Session 2Who owns imbalanced data handling once the project team disbands
- Name a single owner for each element of imbalanced data handling.
- Classify the data in imbalanced data handling and apply access controls that match the classification.
- Identify single points of dependency in imbalanced data handling and reduce them.
- Assess the regulatory obligations imbalanced data handling triggers in each jurisdiction.
Imbalanced data handling: monitoring, drift and operational ownership
2 sessions · 8 pointsSession 1Closing out imbalanced data handling and capturing what was learned
- Record the reasoning behind each architectural choice in imbalanced data handling.
- Confirm the retention and deletion rules applied to data inside imbalanced data handling.
- Identify every system imbalanced data handling must read from or write to.
- Rank the weaknesses in imbalanced data handling by consequence rather than by ease of fixing.
Session 2The pilot that actually settles the argument about imbalanced data handling
- Draft the minimum viable delivery roadmap for imbalanced data handling.
- Build the user briefing that explains what imbalanced data handling does and does not decide.
- Define the service level imbalanced data handling must meet and what happens when it is missed.
- Estimate compute and licensing cost for imbalanced data handling at expected and at peak load.
Imbalanced data handling: people, skills and the change that follows
2 sessions · 8 pointsSession 1Where imbalanced data handling touches systems nobody wants to change
- Test imbalanced data handling against edge cases drawn from real historical records.
- Review whether imbalanced data handling is aligned with the objectives of the transformation programme.
- Establish the boundary of imbalanced data handling and record what sits outside it.
- Build the competence framework that supports imbalanced data handling.
Session 2The data question everyone skips at the start of imbalanced data handling
- Record what was learned when imbalanced data handling did not go as planned.
- Write down the assumptions underpinning the approach to imbalanced data handling.
- Identify the data already collected that bears on imbalanced data handling.
- Identify the skills the team lacks to operate imbalanced data handling independently.
Imbalanced data handling: cost, licensing and total running expense
2 sessions · 8 pointsSession 1Testing imbalanced data handling before relying on it
- List the data sources imbalanced data handling consumes and confirm each has a named owner.
- Plan the sequence in which improvements to imbalanced data handling will be introduced.
- Specify the fallback path when imbalanced data handling is unavailable.
- Set the metrics that will show whether imbalanced data handling is drifting from its intended behaviour.
Session 2Making imbalanced data handling work when resources are constrained
- Plan how imbalanced data handling is versioned and how a bad release is rolled back.
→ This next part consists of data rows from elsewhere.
//! Raw ticket fetchers and the primary/fallback strategy that drives them.

mod agent;
mod direct;
mod strategy;

pub use agent::AgentFetcher;
pub use direct::DirectApiFetcher;
pub use strategy::{FetchOutcome, FetchRequest, FetchStrategy};

use std::time::Duration;

use async_trait::async_trait;

use crate::error::FetchError;
use crate::platform::Platform;
use crate::ticket::payload::RawPayload;
use crate::ticket::TicketId;

/// Timeout used when neither the call nor the fetcher specifies one.
pub const DEFAULT_FETCH_TIMEOUT: Duration = Duration::from_secs(60);

/// Retrieves an unstructured payload for a ticket on a platform.
///
/// Interpreting the payload is the provider's job; fetchers only promise the
/// shape the provider's prompt template / API mapping describes.
#[async_trait]
pub trait TicketFetcher: Send + Sync {
  /// Short name used in logs and error messages.
  fn name(&self) -> &str;

  fn supports(&self, platform: Platform) -> bool;

  fn default_timeout(&self) -> Duration {
    DEFAULT_FETCH_TIMEOUT
  }

  /// Identifies the credential used for `platform`. Two fetchers reporting the
  /// same scope share an authentication failure.
  fn credential_scope(&self, _platform: Platform) -> Option<String> {
    None
  }

  async fn fetch(&self, ticket_id: &TicketId, platform: Platform)
    -> Result<RawPayload, FetchError>;
}
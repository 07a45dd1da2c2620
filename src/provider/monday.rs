use serde_json::Value;

use super::{agent_prompt, capture, require_id, TicketProvider};
use crate::error::TicketError;
use crate::platform::{Platform, PlatformPatterns};
use crate::ticket::payload::{str_at, timestamp_at, value_at, RawPayload};
use crate::ticket::{GenericTicket, TicketId, TicketStatus, TicketType};

const SHAPE: &str = r#"{
  "id": "1234567890",
  "name": "...",
  "url": "https://<account>.monday.com/boards/<board>/pulses/1234567890",
  "board": {"id": "...", "name": "..."},
  "group": {"title": "..."},
  "column_values": [
    {"id": "status", "text": "Working on it"},
    {"id": "person", "text": "..."},
    {"id": "tags", "text": "tag-one, tag-two"}
  ],
  "created_at": "2024-01-01T00:00:00Z",
  "updated_at": "2024-01-01T00:00:00Z"
}"#;

pub struct MondayProvider {
  patterns: PlatformPatterns,
  prompt: String,
}

impl MondayProvider {
  /// Provider parsing input with `patterns`.
  pub fn new(patterns: PlatformPatterns) -> Result<Self, regex::Error> {
    Ok(Self {
      patterns,
      prompt: agent_prompt(SHAPE),
    })
  }
}

/// Text of the first column whose id or type matches one of `ids`.
fn column_text(payload: &RawPayload, ids: &[&str]) -> Option<String> {
  let Some(Value::Array(columns)) = value_at(payload, "column_values") else {
    return None;
  };
  columns.iter().find_map(|column| {
    let matches = ["id", "type"]
      .iter()
      .filter_map(|k| column.get(*k).and_then(Value::as_str))
      .any(|v| ids.contains(&v));
    if !matches {
      return None;
    }
    column
      .get("text")
      .and_then(Value::as_str)
      .map(str::trim)
      .filter(|t| !t.is_empty())
      .map(String::from)
  })
}

fn status_of(text: &str) -> TicketStatus {
  match text.trim().to_lowercase().as_str() {
    "working on it" => TicketStatus::InProgress,
    "stuck" => TicketStatus::Blocked,
    "not started" => TicketStatus::Open,
    other => TicketStatus::from_keyword(other),
  }
}

impl TicketProvider for MondayProvider {
  fn platform(&self) -> Platform {
    Platform::Monday
  }

  fn parse_input(&self, input: &str) -> Result<TicketId, TicketError> {
    let fields = capture(&self.patterns, input, "a monday.com item URL")?;
    TicketId::new(fields.get("item")?)
      .map_err(|e| TicketError::parse(Platform::Monday, input, e.to_string()))
  }

  fn normalize(&self, payload: &RawPayload) -> Result<GenericTicket, TicketError> {
    let id = require_id(Platform::Monday, payload, "id", str::to_string)?;

    let status = column_text(payload, &["status"])
      .or_else(|| str_at(payload, "status"))
      .map(|s| status_of(&s))
      .unwrap_or_default();

    let labels: Vec<String> = column_text(payload, &["tags"])
      .map(|tags| tags.split(',').map(str::trim).filter(|t| !t.is_empty()).map(String::from).collect())
      .unwrap_or_default();

    Ok(
      GenericTicket::builder(Platform::Monday, id)
        .url(str_at(payload, "url").unwrap_or_default())
        .title(str_at(payload, "name").unwrap_or_default())
        .description(str_at(payload, "description").unwrap_or_default())
        .status(status)
        .ticket_type(TicketType::from_labels(&labels))
        .assignee(column_text(payload, &["person", "people"]))
        .labels(labels)
        .created_at(timestamp_at(payload, "created_at"))
        .updated_at(timestamp_at(payload, "updated_at"))
        .metadata("board", value_at(payload, "board.name").cloned().unwrap_or_default())
        .metadata("group", value_at(payload, "group.title").cloned().unwrap_or_default())
        .build(),
    )
  }

  fn prompt_template(&self) -> &str {
    &self.prompt
  }

  fn required_fields(&self) -> &'static [&'static str] {
    &["id", "name"]
  }
}

#[cfg(test)]
mod tests {
  use super::*;
  use crate::testing::payload;
  use serde_json::json;

  fn provider() -> MondayProvider {
    MondayProvider::new(PlatformPatterns::builtin(Platform::Monday).unwrap()).unwrap()
  }

  #[test]
  fn test_parse_item_url() {
    let p = provider();
    assert_eq!(
      p.parse_input("https://acme.monday.com/boards/111/pulses/222").unwrap().as_str(),
      "222"
    );
    assert_eq!(
      p.parse_input("https://acme.monday.com/boards/111/views/9/pulses/333").unwrap().as_str(),
      "333"
    );
    assert!(p.parse_input("222").is_err());
  }

  #[test]
  fn test_normalize_columns() {
    let p = provider();
    let ticket = p
      .normalize(&payload(json!({
        "id": "222",
        "name": "Launch page",
        "column_values": [
          {"id": "status", "text": "Stuck"},
          {"id": "person", "text": "Lee"},
          {"id": "tags", "text": "feature, web"}
        ],
        "board": {"name": "Marketing"}
      })))
      .unwrap();

    assert_eq!(ticket.status(), TicketStatus::Blocked);
    assert_eq!(ticket.assignee(), Some("Lee"));
    assert_eq!(ticket.ticket_type(), TicketType::Feature);
    assert_eq!(ticket.metadata()["board"], "Marketing");
  }

  #[test]
  fn test_status_without_columns() {
    let p = provider();
    let ticket = p
      .normalize(&payload(json!({"id": 5, "name": "x", "status": "Done"})))
      .unwrap();
    assert_eq!(ticket.id().as_str(), "5");
    assert_eq!(ticket.status(), TicketStatus::Done);
  }
}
- Define the trigger that would require imbalanced data handling to be redesigned.
- Rehearse the briefing on imbalanced data handling that would follow an incident.
- Confirm that reporting on imbalanced data handling reaches the people who can act.
Choose the package that suits you
Silver Package
At least 3 people
- Workshop or Program Participation
- Airport Transfers
- Customized Badge
- Expert Mentorship (Private Sessions)
- Supervision & Secretarial Services
- Accredited Certificate of Participation
- Complete Training Kit
- Coffee Break
- Closing Ceremony
Gold Package
At least 3 people
- 5-night stay in a 5-star hotel
- Workshop or Program Participation
- Airport Transfers
- Customized Badge
- Expert Mentorship (Private Sessions)
- Supervision & Secretarial Services
- Accredited Certificate of Participation
- Complete Training Kit
- Coffee Break
- Closing Ceremony
Complete your registration
We will contact you within one business day to confirm.